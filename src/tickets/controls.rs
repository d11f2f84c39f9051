//! Button rows attached to the ticket's control message.

use super::{CLOSE_ID, DELETE_ID, REOPEN_ID, TicketAction};
use crate::config::EmojiConfig;
use regex::Regex;
use std::sync::LazyLock;
use ticketd_proto::{ActionRow, Button, ButtonStyle, Emoji};
use tracing::debug;

static CUSTOM_EMOJI: LazyLock<Regex> =
    LazyLock::new(|| Regex::new(r"^<a?:\w+:(\d{17,20})>$").expect("static regex"));
static EMOJI_ID: LazyLock<Regex> =
    LazyLock::new(|| Regex::new(r"^\d{17,20}$").expect("static regex"));

/// Parse `<:name:id>`, `<a:name:id>`, a bare id, or a unicode emoji.
/// Blank input yields `fallback`.
pub fn parse_emoji(raw: &str, fallback: &str) -> Emoji {
    let raw = raw.trim();
    if raw.is_empty() {
        return Emoji::Unicode(fallback.to_string());
    }
    let id = CUSTOM_EMOJI
        .captures(raw)
        .map(|caps| caps[1].to_string())
        .or_else(|| EMOJI_ID.is_match(raw).then(|| raw.to_string()));
    let Some(id) = id else {
        return Emoji::Unicode(raw.to_string());
    };
    match id.parse() {
        Ok(id) => Emoji::Custom(id),
        // 20 digits can exceed u64; keep the text as-is.
        Err(e) => {
            debug!(emoji = raw, error = %e, "Emoji id out of range, using it as text");
            Emoji::Unicode(raw.to_string())
        }
    }
}

/// Renders the open, closed and in-progress button rows.
#[derive(Debug, Clone)]
pub struct Controls {
    lock: Emoji,
    reopen: Emoji,
    delete: Emoji,
}

impl Controls {
    pub fn new(emojis: &EmojiConfig) -> Self {
        Self {
            lock: parse_emoji(&emojis.lock, "🔒"),
            reopen: parse_emoji(&emojis.reopen, "🔓"),
            delete: parse_emoji(&emojis.delete, "🗑️"),
        }
    }

    fn delete_button(&self) -> Button {
        Button::new(DELETE_ID, "Excluir", ButtonStyle::Danger).with_emoji(self.delete.clone())
    }

    /// Close + Delete.
    pub fn open(&self) -> ActionRow {
        ActionRow::buttons([
            Button::new(CLOSE_ID, "Fechar", ButtonStyle::Secondary).with_emoji(self.lock.clone()),
            self.delete_button(),
        ])
    }

    /// Reopen + Delete.
    pub fn closed(&self) -> ActionRow {
        ActionRow::buttons([
            Button::new(REOPEN_ID, "Reabrir", ButtonStyle::Secondary)
                .with_emoji(self.reopen.clone()),
            self.delete_button(),
        ])
    }

    pub fn for_state(&self, closed: bool) -> ActionRow {
        if closed { self.closed() } else { self.open() }
    }

    /// Two disabled buttons shown while `action` is in flight.
    pub fn placeholder(action: TicketAction) -> ActionRow {
        let label = match action {
            TicketAction::Close => "Fechando...",
            TicketAction::Reopen => "Reabrindo...",
            TicketAction::Delete => "Excluindo...",
        };
        ActionRow::buttons([
            Button::new("disabled1", label, ButtonStyle::Secondary).disabled(),
            Button::new("disabled2", "Aguarde", ButtonStyle::Secondary).disabled(),
        ])
    }
}

impl Default for Controls {
    fn default() -> Self {
        Self::new(&EmojiConfig::default())
    }
}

Exercise prompt: Copy out each record from above, exactly.

Exercise output:
filename src/tickets/controls.rs
repository d11f2f84c39f9051
//! Button rows attached to the ticket's control message.

use super::{CLOSE_ID, DELETE_ID, REOPEN_ID, TicketAction};
use crate::config::EmojiConfig;
use regex::Regex;
use std::sync::LazyLock;
use ticketd_proto::{ActionRow, Button, ButtonStyle, Emoji};
use tracing::debug;

static CUSTOM_EMOJI: LazyLock<Regex> =
    LazyLock::new(|| Regex::new(r"^<a?:\w+:(\d{17,20})>$").expect("static regex"));
static EMOJI_ID: LazyLock<Regex> =
    LazyLock::new(|| Regex::new(r"^\d{17,20}$").expect("static regex"));

/// Parse `<:name:id>`, `<a:name:id>`, a bare id, or a unicode emoji.
/// Blank input yields `fallback`.
pub fn parse_emoji(raw: &str, fallback: &str) -> Emoji {
    let raw = raw.trim();
    if raw.is_empty() {
        return Emoji::Unicode(fallback.to_string());
    }
    let id = CUSTOM_EMOJI
        .captures(raw)
        .map(|caps| caps[1].to_string())
        .or_else(|| EMOJI_ID.is_match(raw).then(|| raw.to_string()));
    let Some(id) = id else {
        return Emoji::Unicode(raw.to_string());
    };
    match id.parse() {
        Ok(id) => Emoji::Custom(id),
        // 20 digits can exceed u64; keep the text as-is.
        Err(e) => {
            debug!(emoji = raw, error = %e, "Emoji id out of range, using it as text");
            Emoji::Unicode(raw.to_string())
        }
    }
}

/// Renders the open, closed and in-progress button rows.
#[derive(Debug, Clone)]
pub struct Controls {
    lock: Emoji,
    reopen: Emoji,
    delete: Emoji,
}

impl Controls {
    pub fn new(emojis: &EmojiConfig) -> Self {
        Self {
            lock: parse_emoji(&emojis.lock, "🔒"),
            reopen: parse_emoji(&emojis.reopen, "🔓"),
            delete: parse_emoji(&emojis.delete, "🗑️"),
        }
    }

    fn delete_button(&self) -> Button {
        Button::new(DELETE_ID, "Excluir", ButtonStyle::Danger).with_emoji(self.delete.clone())
    }

    /// Close + Delete.
    pub fn open(&self) -> ActionRow {
        ActionRow::buttons([
            Button::new(CLOSE_ID, "Fechar", ButtonStyle::Secondary).with_emoji(self.lock.clone()),
            self.delete_button(),
        ])
    }

    /// Reopen + Delete.
    pub fn closed(&self) -> ActionRow {
        ActionRow::buttons([
            Button::new(REOPEN_ID, "Reabrir", ButtonStyle::Secondary)
                .with_emoji(self.reopen.clone()),
            self.delete_button(),
        ])
    }

    pub fn for_state(&self, closed: bool) -> ActionRow {
        if closed { self.closed() } else { self.open() }
    }

    /// Two disabled buttons shown while `action` is in flight.
    pub fn placeholder(action: TicketAction) -> ActionRow {
        let label = match action {
            TicketAction::Close => "Fechando...",
            TicketAction::Reopen => "Reabrindo...",
            TicketAction::Delete => "Excluindo...",
        };
        ActionRow::buttons([
            Button::new("disabled1", label, ButtonStyle::Secondary).disabled(),
            Button::new("disabled2", "Aguarde", ButtonStyle::Secondary).disabled(),
        ])
    }
}

impl Default for Controls {
    fn default() -> Self {
        Self::new(&EmojiConfig::default())
    }
}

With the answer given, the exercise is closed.